I wonder whether, if it exists, a GUI toolkit designed for C++11/14/..., could be more slim with regards to boilerplate code. But I'm not up to date there.
I quickly looked at the video, the idioms used in wxWidgets seem pretty familiar (well there are similar ones across GUI toolkits, but sometimes subtly different, which can be confusing).
It looks reasonably lean for that kind of stuff.
One guy there mentioned this, to reduce the manual coding effort:
https://en.wikipedia.org/wiki/WxFormBuilder
Geany, heh. Not looked at it, but it sounds like one of those billion come-and-go little tools in Linux. If it does what you want and it's not too bad if in a year support (bugfixes, development) is ceased, then I guess it's ok.

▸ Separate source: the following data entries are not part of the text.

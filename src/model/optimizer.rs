//! Gradient steppers for the moment-matching objective.
use crate::error::{Result, WeakLabelError};


const ADAM_BETA1: f64 = 0.9;
const ADAM_BETA2: f64 = 0.999;
const ADAM_EPS: f64 = 1e-8;


/// The optimizers the label model can train with.
#[derive(Debug, Clone, Copy, PartialEq, Eq)]
pub enum OptimizerKind {
    /// Plain gradient descent.
    Sgd,
    /// Adam with the usual default moment decays.
    Adam,
}


impl OptimizerKind {
    /// Looks an optimizer up by name.
    /// Unrecognized names fail fast.
    pub fn from_name(name: &str) -> Result<Self> {
        match name {
            "sgd" => Ok(Self::Sgd),
            "adam" => Ok(Self::Adam),
            _ => Err(WeakLabelError::UnknownOptimizer(name.to_string())),
        }
    }
}


/// A stepper holding any per-parameter state the optimizer needs.
pub(crate) struct Optimizer {
    kind: OptimizerKind,
    step_count: usize,

    // Adam first/second moment estimates, one per parameter.
    moment1: Vec<Vec<f64>>,
    moment2: Vec<Vec<f64>>,
}


impl Optimizer {
    pub(crate) fn new(kind: OptimizerKind, n_row: usize, n_col: usize)
        -> Self
    {
        Self {
            kind,
            step_count: 0,
            moment1: vec![vec![0.0; n_col]; n_row],
            moment2: vec![vec![0.0; n_col]; n_row],
        }
    }


    /// Applies one gradient step to `params` in place.
    pub(crate) fn step(
        &mut self,
        params: &mut [Vec<f64>],
        grad: &[Vec<f64>],
        rate: f64,
    )
    {
        self.step_count += 1;
        match self.kind {
            OptimizerKind::Sgd => {
                params.iter_mut()
                    .zip(grad)
                    .for_each(|(row, drow)| {
                        row.iter_mut()
                            .zip(drow)
                            .for_each(|(p, dp)| { *p -= rate * dp; });
                    });
            },
            OptimizerKind::Adam => {
                let t = self.step_count as i32;
                let bias1 = 1.0 - ADAM_BETA1.powi(t);
                let bias2 = 1.0 - ADAM_BETA2.powi(t);
                for (i, row) in params.iter_mut().enumerate() {
                    for (j, p) in row.iter_mut().enumerate() {
                        let g = grad[i][j];
                        let m = &mut self.moment1[i][j];
                        *m = ADAM_BETA1 * *m + (1.0 - ADAM_BETA1) * g;
                        let v = &mut self.moment2[i][j];
                        *v = ADAM_BETA2 * *v + (1.0 - ADAM_BETA2) * g * g;

                        let m_hat = *m / bias1;
                        let v_hat = *v / bias2;
                        *p -= rate * m_hat / (v_hat.sqrt() + ADAM_EPS);
                    }
                }
            },
        }
    }
}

If you'd like to consider something more time-tested and probably worked on for a while:
Well, a lot of people use Eclipse with CDT plugin for C++ development. If your computer was new when XP was current, I'm not sure how much fun running a current Ubuntu and then Eclipse would be, though... it does not have the reputation of being the snappiest of software... Well it's Java based.
There is also Code::Blocks, which has been around for over 10 years, and is a lot "old-computer-friendlier" than Eclipse. Like Eclipse, it can be customized heavily, which can at first also be a burden. (the last stable release is from 2017, but don't be fooled, there are very current "nightlies", there is active development).
Btw, Code::Blocks uses wxWidgets for its GUI stuff, IIRC.
There is something from MS which is IIRC open source and much leaner than the actual VisualStudio, it's called "visual studio code", it has been 2..3 years since I used it, but it was nice as a lean editor with a couple of handy IDE-like features, without the bulk.
Serial port: Look into how to set it to "raw mode", that deactivates all the HW terminal nonsense for stuff that was cool before I was born.
It is mentioned e.g. here, and there are code samples for different setup scenarios:
https://www.cmrr.umn.edu/~strupp/serial.html
But yeah, this stuff carries a lot of historical baggage.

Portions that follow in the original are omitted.